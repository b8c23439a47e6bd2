//! `use_*` wrappers binding each platform source to an [`Instance`].
//!
//! [`Instance`]: tendril_core::Instance

use std::rc::Rc;

use serde::Serialize;
use serde::de::DeserializeOwned;
use tendril_core::{Cx, Dispose, EventTarget, Signal, use_source};
use web_time::Duration;

use crate::{
    ClipboardBackend, ClipboardOptions, ClipboardState, FormState, GeolocationOptions,
    GeolocationSource, GeolocationState, IdleOptions, IdleSource, IntervalSource, Key, KeyEvent,
    KeyPressSource, MediaQuerySource, Modifiers, OnlineSource, PersistedState, PositionProvider,
    Storage, TimeoutSource, Viewport, WindowSizeSource,
};

/// A value persisted under `key`. The state is created on the first pass and
/// stops following other instances on unmount.
pub fn use_persisted<T>(
    cx: &Cx<'_>,
    storage: &Storage,
    key: &str,
    default: impl FnOnce() -> T,
) -> PersistedState<T>
where
    T: Clone + Serialize + DeserializeOwned + 'static,
{
    let state = cx.remember(|| PersistedState::new(storage, key, default()));
    cx.mount_effect(|| {
        let state = (*state).clone();
        Dispose::new(move || state.dispose())
    });
    if state.key() != key {
        log::warn!(
            "use_persisted: key changed from `{}` to `{key}`; keeping the first",
            state.key()
        );
    }
    (*state).clone()
}

pub fn use_clipboard(
    cx: &Cx<'_>,
    backend: impl FnOnce() -> Rc<dyn ClipboardBackend>,
    options: ClipboardOptions,
) -> ClipboardState {
    let state = cx.remember(|| ClipboardState::new(cx.runtime(), backend(), options));
    cx.mount_effect(|| {
        let state = (*state).clone();
        Dispose::new(move || state.dispose())
    });
    (*state).clone()
}

pub fn use_geolocation(
    cx: &Cx<'_>,
    provider: &Rc<dyn PositionProvider>,
    options: GeolocationOptions,
) -> Signal<GeolocationState> {
    use_source(cx, GeolocationSource::new(provider.clone(), options))
}

pub fn use_media_query(cx: &Cx<'_>, viewport: Option<&Viewport>, query: &str) -> bool {
    use_source(cx, MediaQuerySource::new(viewport, query)).get()
}

pub fn use_window_size(cx: &Cx<'_>, viewport: Option<&Viewport>) -> (u32, u32) {
    use_source(cx, WindowSizeSource::new(viewport)).get()
}

pub fn use_idle<E: 'static>(cx: &Cx<'_>, target: &EventTarget<E>, options: IdleOptions) -> bool {
    use_source(cx, IdleSource::new(cx.runtime(), target, options)).get()
}

pub fn use_key_press(
    cx: &Cx<'_>,
    target: &EventTarget<KeyEvent>,
    key: Key,
    modifiers: Modifiers,
) -> bool {
    use_source(cx, KeyPressSource::new(target, key, modifiers)).get()
}

pub fn use_online(cx: &Cx<'_>, target: &EventTarget<()>, initially_online: bool) -> bool {
    use_source(cx, OnlineSource::new(target, initially_online)).get()
}

/// Tick count; `None` pauses and a new period restarts the count.
pub fn use_interval(cx: &Cx<'_>, period: Option<Duration>) -> u64 {
    use_source(cx, IntervalSource::new(cx.runtime(), period)).get()
}

pub fn use_timeout(cx: &Cx<'_>, delay: Option<Duration>) -> bool {
    use_source(cx, TimeoutSource::new(cx.runtime(), delay)).get()
}

pub fn use_form(cx: &Cx<'_>, build: impl FnOnce() -> FormState) -> FormState {
    (*cx.remember(build)).clone()
}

+ + +

» **Required action**:
Repeat all of the data shown above, exactly as it appears.

» **Task result**:
repository b8c23439a47e6bd2
//! `use_*` wrappers binding each platform source to an [`Instance`].
//!
//! [`Instance`]: tendril_core::Instance

use std::rc::Rc;

use serde::Serialize;
use serde::de::DeserializeOwned;
use tendril_core::{Cx, Dispose, EventTarget, Signal, use_source};
use web_time::Duration;

use crate::{
    ClipboardBackend, ClipboardOptions, ClipboardState, FormState, GeolocationOptions,
    GeolocationSource, GeolocationState, IdleOptions, IdleSource, IntervalSource, Key, KeyEvent,
    KeyPressSource, MediaQuerySource, Modifiers, OnlineSource, PersistedState, PositionProvider,
    Storage, TimeoutSource, Viewport, WindowSizeSource,
};

/// A value persisted under `key`. The state is created on the first pass and
/// stops following other instances on unmount.
pub fn use_persisted<T>(
    cx: &Cx<'_>,
    storage: &Storage,
    key: &str,
    default: impl FnOnce() -> T,
) -> PersistedState<T>
where
    T: Clone + Serialize + DeserializeOwned + 'static,
{
    let state = cx.remember(|| PersistedState::new(storage, key, default()));
    cx.mount_effect(|| {
        let state = (*state).clone();
        Dispose::new(move || state.dispose())
    });
    if state.key() != key {
        log::warn!(
            "use_persisted: key changed from `{}` to `{key}`; keeping the first",
            state.key()
        );
    }
    (*state).clone()
}

pub fn use_clipboard(
    cx: &Cx<'_>,
    backend: impl FnOnce() -> Rc<dyn ClipboardBackend>,
    options: ClipboardOptions,
) -> ClipboardState {
    let state = cx.remember(|| ClipboardState::new(cx.runtime(), backend(), options));
    cx.mount_effect(|| {
        let state = (*state).clone();
        Dispose::new(move || state.dispose())
    });
    (*state).clone()
}

pub fn use_geolocation(
    cx: &Cx<'_>,
    provider: &Rc<dyn PositionProvider>,
    options: GeolocationOptions,
) -> Signal<GeolocationState> {
    use_source(cx, GeolocationSource::new(provider.clone(), options))
}

pub fn use_media_query(cx: &Cx<'_>, viewport: Option<&Viewport>, query: &str) -> bool {
    use_source(cx, MediaQuerySource::new(viewport, query)).get()
}

pub fn use_window_size(cx: &Cx<'_>, viewport: Option<&Viewport>) -> (u32, u32) {
    use_source(cx, WindowSizeSource::new(viewport)).get()
}

pub fn use_idle<E: 'static>(cx: &Cx<'_>, target: &EventTarget<E>, options: IdleOptions) -> bool {
    use_source(cx, IdleSource::new(cx.runtime(), target, options)).get()
}

pub fn use_key_press(
    cx: &Cx<'_>,
    target: &EventTarget<KeyEvent>,
    key: Key,
    modifiers: Modifiers,
) -> bool {
    use_source(cx, KeyPressSource::new(target, key, modifiers)).get()
}

pub fn use_online(cx: &Cx<'_>, target: &EventTarget<()>, initially_online: bool) -> bool {
    use_source(cx, OnlineSource::new(target, initially_online)).get()
}

/// Tick count; `None` pauses and a new period restarts the count.
pub fn use_interval(cx: &Cx<'_>, period: Option<Duration>) -> u64 {
    use_source(cx, IntervalSource::new(cx.runtime(), period)).get()
}

pub fn use_timeout(cx: &Cx<'_>, delay: Option<Duration>) -> bool {
    use_source(cx, TimeoutSource::new(cx.runtime(), delay)).get()
}

pub fn use_form(cx: &Cx<'_>, build: impl FnOnce() -> FormState) -> FormState {
    (*cx.remember(build)).clone()
}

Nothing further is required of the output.